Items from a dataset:
== Segment start ==

//! Wraps an external reranker with validation and a deterministic fallback.
//!
//! The orchestrator never fails: any problem with the reranking call leaves
//! the deterministic order in place and is recorded on the outcome.

use std::collections::HashSet;
use std::fmt;
use std::time::Duration;

use fairweather_core::{
    FinalVenue, RankedVenue, RerankCandidate, RerankError, RerankProvider, RerankRequest,
    RerankResult, VenueId,
};

/// Default number of top venues sent to the reranker.
pub const DEFAULT_TOP_K: usize = 10;
/// Largest number of venues ever sent to the reranker.
pub const MAX_TOP_K: usize = 15;
/// Default time allowed for one reranking call.
pub const DEFAULT_TIMEOUT: Duration = Duration::from_secs(8);

/// Lifecycle of one orchestration call.
#[derive(Debug, Clone, Copy, PartialEq, Eq, Hash)]
pub enum RerankState {
    /// Nothing has happened yet.
    Idle,
    /// The reranker has been called.
    Requesting,
    /// The reranker answered with a usable order.
    Succeeded,
    /// The call failed or the answer was unusable.
    Failed,
    /// The final list has been produced.
    Finalized,
}

impl RerankState {
    /// Lowercase state name.
    #[must_use]
    pub const fn as_str(self) -> &'static str {
        match self {
            Self::Idle => "idle",
            Self::Requesting => "requesting",
            Self::Succeeded => "succeeded",
            Self::Failed => "failed",
            Self::Finalized => "finalized",
        }
    }
}

impl fmt::Display for RerankState {
    fn fmt(&self, f: &mut fmt::Formatter<'_>) -> fmt::Result {
        f.write_str(self.as_str())
    }
}

/// Settings for [`RerankOrchestrator`].
#[derive(Debug, Clone, Copy, PartialEq, Eq)]
pub struct RerankConfig {
    top_k: usize,
    timeout: Duration,
}

impl Default for RerankConfig {
    fn default() -> Self {
        Self {
            top_k: DEFAULT_TOP_K,
            timeout: DEFAULT_TIMEOUT,
        }
    }
}

impl RerankConfig {
    /// Send the top `top_k` venues, limited to `1..=15`.
    ///
    /// # Examples
    /// ```
    /// use fairweather_rank::RerankConfig;
    ///
    /// assert_eq!(RerankConfig::default().with_top_k(40).top_k(), 15);
    /// assert_eq!(RerankConfig::default().with_top_k(0).top_k(), 1);
    /// ```
    #[must_use]
    pub fn with_top_k(mut self, top_k: usize) -> Self {
        self.top_k = top_k.clamp(1, MAX_TOP_K);
        self
    }

    /// Allow each call `timeout` before falling back.
    #[must_use]
    pub const fn with_timeout(mut self, timeout: Duration) -> Self {
        self.timeout = timeout;
        self
    }

    /// Number of venues sent to the reranker.
    #[must_use]
    pub const fn top_k(&self) -> usize {
        self.top_k
    }

    /// Time allowed for one call.
    #[must_use]
    pub const fn timeout(&self) -> Duration {
        self.timeout
    }
}

/// Result of one orchestration call.
#[derive(Debug, Clone, PartialEq)]
pub struct RerankOutcome {
    /// Venues in final order with final ranks.
    pub venues: Vec<FinalVenue>,
    /// Whether the reranked order was applied.
    pub ai_applied: bool,
    /// What the reranker returned.
    pub result: RerankResult,
    /// States visited, in order.
    pub transitions: Vec<RerankState>,
}

/// Calls a [`RerankProvider`] on the top of a ranking and applies its order
/// when it is valid.
///
/// # Examples
/// ```
/// use fairweather_core::{DisabledReranker, RankedVenue, ScoreBreakdown, ScoredVenue, Venue};
/// use fairweather_rank::{RerankOrchestrator, RerankState};
///
/// let ranked = vec![RankedVenue {
///     rank: 1,
///     scored: ScoredVenue::new(Venue::new("a", "A"), 0.0, ScoreBreakdown::new(Vec::new(), 50.0, 1.0)),
/// }];
/// let outcome = RerankOrchestrator::new(DisabledReranker).rerank(ranked, "clear", None);
/// assert!(!outcome.ai_applied);
/// assert_eq!(outcome.transitions.last(), Some(&RerankState::Finalized));
/// assert_eq!(outcome.venues.len(), 1);
/// ```
#[derive(Debug, Clone)]
pub struct RerankOrchestrator<R> {
    provider: R,
    config: RerankConfig,
}

impl<R: RerankProvider> RerankOrchestrator<R> {
    /// Orchestrate `provider` with the default configuration.
    pub fn new(provider: R) -> Self {
        Self::with_config(provider, RerankConfig::default())
    }

    /// Orchestrate `provider` with explicit configuration.
    pub const fn with_config(provider: R, config: RerankConfig) -> Self {
        Self { provider, config }
    }

    /// Configuration in use.
    pub const fn config(&self) -> &RerankConfig {
        &self.config
    }

    /// Wrapped reranking service.
    pub const fn provider(&self) -> &R {
        &self.provider
    }

    /// Rerank a deterministic ranking.
    ///
    /// On success the validated order comes first, then any top venues the
    /// service omitted, then the venues beyond the top `k` unchanged. On
    /// failure the ranking is returned as is.
    pub fn rerank(
        &self,
        ranked: Vec<RankedVenue>,
        weather_summary: &str,
        user_context: Option<&str>,
    ) -> RerankOutcome {
        let mut transitions = vec![RerankState::Idle];
        if ranked.is_empty() {
            transitions.push(RerankState::Finalized);
            return RerankOutcome {
                venues: Vec::new(),
                ai_applied: false,
                result: RerankResult::failed(&RerankError::EmptyInput),
                transitions,
            };
        }

        let split = self.config.top_k.min(ranked.len());
        let request = RerankRequest {
            venues: ranked.iter().take(split).map(RerankCandidate::from).collect(),
            weather_summary: weather_summary.to_owned(),
            user_context: user_context.map(str::to_owned),
        };

        transitions.push(RerankState::Requesting);
        let answer = self
            .provider
            .rerank(&request, self.config.timeout)
            .and_then(|ids| validate_ids(ids, &request.venues));

        match answer {
            Ok(order) => {
                transitions.extend([RerankState::Succeeded, RerankState::Finalized]);
                log::debug!("applied reranked order of {} venues", order.len());
                RerankOutcome {
                    venues: apply_order(ranked, split, &order),
                    ai_applied: true,
                    result: RerankResult::succeeded(order),
                    transitions,
                }
            }
            Err(err) => {
                transitions.extend([RerankState::Failed, RerankState::Finalized]);
                if err == RerankError::Disabled {
                    log::debug!("reranking disabled; keeping deterministic order");
                } else {
                    log::warn!("reranking failed, keeping deterministic order: {err}");
                }
                RerankOutcome {
                    venues: finalise(ranked),
                    ai_applied: false,
                    result: RerankResult::failed(&err),
                    transitions,
                }
            }
        }
    }
}

/// Keep the first occurrence of each identifier that was sent.
///
/// # Errors
/// Returns [`RerankError::NoValidIds`] when nothing survives.
fn validate_ids(
    ids: Vec<VenueId>,
    sent: &[RerankCandidate],
) -> Result<Vec<VenueId>, RerankError> {
    let known: HashSet<&VenueId> = sent.iter().map(|c| &c.id).collect();
    let mut seen: HashSet<VenueId> = HashSet::new();
    let mut unknown = 0_usize;
    let valid: Vec<VenueId> = ids
        .into_iter()
        .filter(|id| {
            if !known.contains(&id) {
                unknown += 1;
                return false;
            }
            seen.insert(id.clone())
        })
        .collect();
    if unknown > 0 {
        log::debug!("dropped {unknown} unknown venue ids from reranker response");
    }
    if valid.is_empty() {
        return Err(RerankError::NoValidIds);
    }
    Ok(valid)
}

fn apply_order(ranked: Vec<RankedVenue>, split: usize, order: &[VenueId]) -> Vec<FinalVenue> {
    let mut top: Vec<Option<RankedVenue>> = Vec::with_capacity(split);
    let mut beyond: Vec<RankedVenue> = Vec::new();
    for (index, venue) in ranked.into_iter().enumerate() {
        if index < split {
            top.push(Some(venue));
        } else {
            beyond.push(venue);
        }
    }

    let mut reordered: Vec<RankedVenue> = Vec::with_capacity(top.len() + beyond.len());
    for id in order {
        if let Some(venue) = top
            .iter_mut()
            .find(|slot| slot.as_ref().is_some_and(|v| v.id() == id))
            .and_then(Option::take)
        {
            reordered.push(venue);
        }
    }
    reordered.extend(top.into_iter().flatten());
    reordered.extend(beyond);
    finalise(reordered)
}

fn finalise(venues: Vec<RankedVenue>) -> Vec<FinalVenue> {
    venues
        .into_iter()
        .enumerate()
        .map(|(index, ranked)| FinalVenue::from_ranked(ranked, index + 1))
        .collect()
}

#[cfg(test)]
mod tests {
    use super::*;
    use fairweather_core::test_support::StubReranker;
    use fairweather_core::{ScoreBreakdown, ScoredVenue, Venue};
    use rstest::{fixture, rstest};

    #[fixture]
    fn ranked() -> Vec<RankedVenue> {
        [("a", 90.0), ("b", 80.0), ("c", 70.0), ("d", 60.0)]
            .into_iter()
            .enumerate()
            .map(|(index, (id, total))| RankedVenue {
                rank: index + 1,
                scored: ScoredVenue::new(
                    Venue::new(id, id),
                    100.0,
                    ScoreBreakdown::new(Vec::new(), total, 1.0),
                ),
            })
            .collect()
    }

    fn ids(outcome: &RerankOutcome) -> Vec<&str> {
        outcome.venues.iter().map(|v| v.id().as_str()).collect()
    }

    fn orchestrator(stub: StubReranker, top_k: usize) -> RerankOrchestrator<StubReranker> {
        RerankOrchestrator::with_config(stub, RerankConfig::default().with_top_k(top_k))
    }

    #[rstest]
    fn valid_order_is_applied_within_top_k(ranked: Vec<RankedVenue>) {
        let outcome =
            orchestrator(StubReranker::with_ids(["c", "a"]), 3).rerank(ranked, "clear", None);
        assert!(outcome.ai_applied);
        assert_eq!(ids(&outcome), vec!["c", "a", "b", "d"]);
        let deterministic: Vec<usize> =
            outcome.venues.iter().map(|v| v.deterministic_rank).collect();
        assert_eq!(deterministic, vec![3, 1, 2, 4]);
        let ranks: Vec<usize> = outcome.venues.iter().map(|v| v.rank).collect();
        assert_eq!(ranks, vec![1, 2, 3, 4]);
        assert_eq!(
            outcome.transitions,
            vec![
                RerankState::Idle,
                RerankState::Requesting,
                RerankState::Succeeded,
                RerankState::Finalized
            ]
        );
    }

    #[rstest]
    fn unknown_and_duplicate_ids_are_dropped(ranked: Vec<RankedVenue>) {
        let stub = StubReranker::with_ids(["zz", "b", "b", "d", "a"]);
        let outcome = orchestrator(stub, 3).rerank(ranked, "clear", None);
        assert_eq!(ids(&outcome), vec!["b", "a", "c", "d"]);
        assert_eq!(
            outcome.result.venue_ids,
            Some(vec![VenueId::from("b"), VenueId::from("a")])
        );
    }

    #[rstest]
    #[case(StubReranker::timing_out())]
    #[case(StubReranker::malformed())]
    #[case(StubReranker::with_ids(["nope"]))]
    #[case(StubReranker::with_ids(Vec::<VenueId>::new()))]
    fn failures_keep_deterministic_order(ranked: Vec<RankedVenue>, #[case] stub: StubReranker) {
        let outcome = orchestrator(stub, 10).rerank(ranked, "clear", None);
        assert!(!outcome.ai_applied);
        assert!(!outcome.result.success);
        assert!(outcome.result.error.is_some());
        assert_eq!(ids(&outcome), vec!["a", "b", "c", "d"]);
        assert_eq!(outcome.transitions.get(2), Some(&RerankState::Failed));
    }

    #[rstest]
    fn empty_input_skips_the_call() {
        let orchestrator = RerankOrchestrator::new(StubReranker::reversing());
        let outcome = orchestrator.rerank(Vec::new(), "clear", None);
        assert!(outcome.venues.is_empty());
        assert!(!outcome.ai_applied);
        assert_eq!(outcome.transitions, vec![RerankState::Idle, RerankState::Finalized]);
        assert_eq!(orchestrator.provider.calls(), 0);
    }

    #[rstest]
    fn request_carries_top_k_and_context(ranked: Vec<RankedVenue>) {
        let orchestrator = orchestrator(StubReranker::reversing(), 2);
        let outcome = orchestrator.rerank(ranked, "rain, 9.0°C", Some("relaxed"));
        let request = orchestrator
            .provider
            .last_request()
            .expect("reranker was called");
        let sent: Vec<&str> = request.venues.iter().map(|c| c.id.as_str()).collect();
        assert_eq!(sent, vec!["a", "b"]);
        assert_eq!(request.weather_summary, "rain, 9.0°C");
        assert_eq!(request.user_context.as_deref(), Some("relaxed"));
        assert_eq!(ids(&outcome), vec!["b", "a", "c", "d"]);
    }

    #[rstest]
    fn top_k_is_capped() {
        assert_eq!(RerankConfig::default().top_k(), 10);
        assert_eq!(RerankConfig::default().with_top_k(99).top_k(), MAX_TOP_K);
        assert_eq!(RerankConfig::default().timeout(), Duration::from_secs(8));
    }
}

== Segment end ==

TASK TO COMPLETE:
Scan the data above for the word "beyond", then copy every line that holds it.

TASK OUTPUT:
    /// service omitted, then the venues beyond the top `k` unchanged. On
    let mut beyond: Vec<RankedVenue> = Vec::new();
            beyond.push(venue);
    let mut reordered: Vec<RankedVenue> = Vec::with_capacity(top.len() + beyond.len());
    reordered.extend(beyond);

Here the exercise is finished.